Speaking to BosNewsLife through an interpreter, Pastor Behnam Irani made clear he remained faithful to Christ, despite court pressure to return to Islam.
"I've the joy of the Holy Spirit. I'm very thankful for Christian activists who are fighting alongside with us," added the pastor.
Irani, 43, began a one-year prison term in 2011 but was later told he would also have to serve a five-year, previously suspended, sentence for "crimes against national security".
There has also been concern he may face execution after a court advised such a sentence for alleged "apostasy", or abandoning Islam.
Christians have linked the sentence to Irani's Christian activities as an effective evangelical pastor of a 300-strong house church congregation of the evangelical Church of Iran movement.
The pastor is held at the Ghezel Hesar Prison in Karaj city, one of the toughest jails in the country, some 20 kilometers (12 miles) west of the nation's capital Tehran.
He confirmed that the mistreatment and poor hygiene in the prison left him in poor health, including reported intestinal problems and rheumatism, but said he is "is fighting".
Despite the difficulties, he told BosNewsLife he was "doing fine" as his Christian faith keeps him strong.
On Monday, September 23, Irani said, he had been able to meet his wife and two young children.
His family has been trying to ask a local court "to pardon" him and allow the pastor to be released from prison.
"However a judge said he could not do so because I did not change my way", Irani said.
A local court reportedly made clear he could be pardoned and released from prison only if he repented and returned to Islam. The pastor said he has refused and remains faithful to Christ.
Yet his friend Firouz Khandjani, a council member of the 'Church of Iran', is hopeful that the pastor may be released soon as Iran's recently elected President Hassan Rouhani already freed several political prisoners.

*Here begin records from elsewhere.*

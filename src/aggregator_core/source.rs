//! Flat file sources
//!
//! A source only locates and opens the compressed file for a date. Decoding
//! stays in `TradeAggregator`, so every source feeds the same streaming path.

use crate::error::{PipelineError, Result};
use crate::types::FileKind;
use async_trait::async_trait;
use chrono::NaiveDate;
use std::fs::File;
use std::io::{Cursor, Read};
use std::path::PathBuf;
use std::time::Duration;

/// Compressed byte stream for one (date, kind)
pub type SourceStream = Box<dyn Read + Send>;

#[async_trait]
pub trait FlatFileSource: Send + Sync {
    /// Open the gzip file for a date; failures map to `SourceUnavailable`
    async fn open(&self, date: NaiveDate, kind: FileKind) -> Result<SourceStream>;

    /// Human-readable location for logging
    fn describe(&self) -> String;
}

/// Local mirror laid out like the provider bucket
pub struct LocalFlatFiles {
    root: PathBuf,
}

impl LocalFlatFiles {
    pub fn new(root: impl Into<PathBuf>) -> Self {
        Self { root: root.into() }
    }

    pub fn path_for(&self, date: NaiveDate, kind: FileKind) -> PathBuf {
        self.root.join(kind.object_key(date))
    }
}

#[async_trait]
impl FlatFileSource for LocalFlatFiles {
    async fn open(&self, date: NaiveDate, kind: FileKind) -> Result<SourceStream> {
        let path = self.path_for(date, kind);
        log::info!("📂 Opening {}", path.display());

        let file = File::open(&path).map_err(|e| PipelineError::SourceUnavailable {
            date,
            reason: format!("{}: {}", path.display(), e),
        })?;

        Ok(Box::new(file))
    }

    fn describe(&self) -> String {
        format!("local:{}", self.root.display())
    }
}

/// HTTP(S) endpoint serving the provider layout under a base URL
///
/// The compressed body is held in memory once and decoded as a stream; the
/// decompressed file is never materialized.
pub struct HttpFlatFiles {
    client: reqwest::Client,
    base_url: String,
    token: Option<String>,
}

impl HttpFlatFiles {
    pub fn new(base_url: impl Into<String>, token: Option<String>) -> Result<Self> {
        let client = reqwest::Client::builder()
            .connect_timeout(Duration::from_secs(30))
            .build()
            .map_err(|e| PipelineError::Worker(format!("failed to build HTTP client: {}", e)))?;

        Ok(Self {
            client,
            base_url: base_url.into().trim_end_matches('/').to_string(),
            token,
        })
    }

    pub fn url_for(&self, date: NaiveDate, kind: FileKind) -> String {
        format!("{}/{}", self.base_url, kind.object_key(date))
    }
}

#[async_trait]
impl FlatFileSource for HttpFlatFiles {
    async fn open(&self, date: NaiveDate, kind: FileKind) -> Result<SourceStream> {
        let url = self.url_for(date, kind);
        log::info!("🌐 Downloading {}", url);

        let unavailable = |reason: String| PipelineError::SourceUnavailable { date, reason };

        let mut request = self.client.get(&url);
        if let Some(token) = &self.token {
            request = request.bearer_auth(token);
        }

        let response = request
            .send()
            .await
            .map_err(|e| unavailable(format!("request failed: {}", e)))?;

        let status = response.status();
        if !status.is_success() {
            if status == reqwest::StatusCode::FORBIDDEN || status == reqwest::StatusCode::UNAUTHORIZED {
                log::error!("❌ Access denied to {} (check FLATFILE_TOKEN and plan entitlements)", url);
            }
            return Err(unavailable(format!("HTTP {} for {}", status, url)));
        }

        let body = response
            .bytes()
            .await
            .map_err(|e| unavailable(format!("body read failed: {}", e)))?;

        log::info!("   └─ {} bytes compressed", body.len());
        Ok(Box::new(Cursor::new(body)))
    }

    fn describe(&self) -> String {
        self.base_url.clone()
    }
}
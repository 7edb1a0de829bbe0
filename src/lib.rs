//! Darkflow - end-of-day equity trade aggregation and anomaly detection
//!
//! Compressed daily flat files are reduced to per-ticker daily bars, a
//! rolling baseline of transaction counts is maintained per ticker, and days
//! whose count sits far above the baseline are recorded as anomalies.

pub mod aggregator_core;
pub mod cancel;
pub mod config;
pub mod detector;
pub mod error;
pub mod pipeline;
pub mod report;
pub mod store;
pub mod types;

pub use config::{PipelineConfig, S3Settings, TradeFilter};
pub use error::{PipelineError, Result};
pub use pipeline::{DateReport, PipelineEngine};
pub use types::{AnomalyEntry, BaselineEntry, DailyAggregate, FileKind};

"The president has to reconcile all society. Christians are Iranian citizens as others," Khandjani told BosNewsLife.
"We hope that the president will take necessary step for an inclusive national reconciliation and he will end three decades of persecution and discrimination against Christians and minorities," he added.
Khandjani said his church "will be praying for the pastor's freedom and the president's success despite the difficult situation" in the heavily Islamic country.
Several Christian rights activists have urged Christians around the world to write to there parliamentarians and Iranian embassies to ask for his release.
Besides Irani, several other Christians remain behind bars on what their supporters call trumped-up charges linked to their faith.
Among them is also Iranian-American Pastor Saeed Abedini, who has written a letter to the Iranian president appealing for him to consider his case and to call for his release.
Saeed was sentenced to eight years imprisonment on charges linked to his Christian faith and work. Thursday, September 26, marks his first anniversary in prison.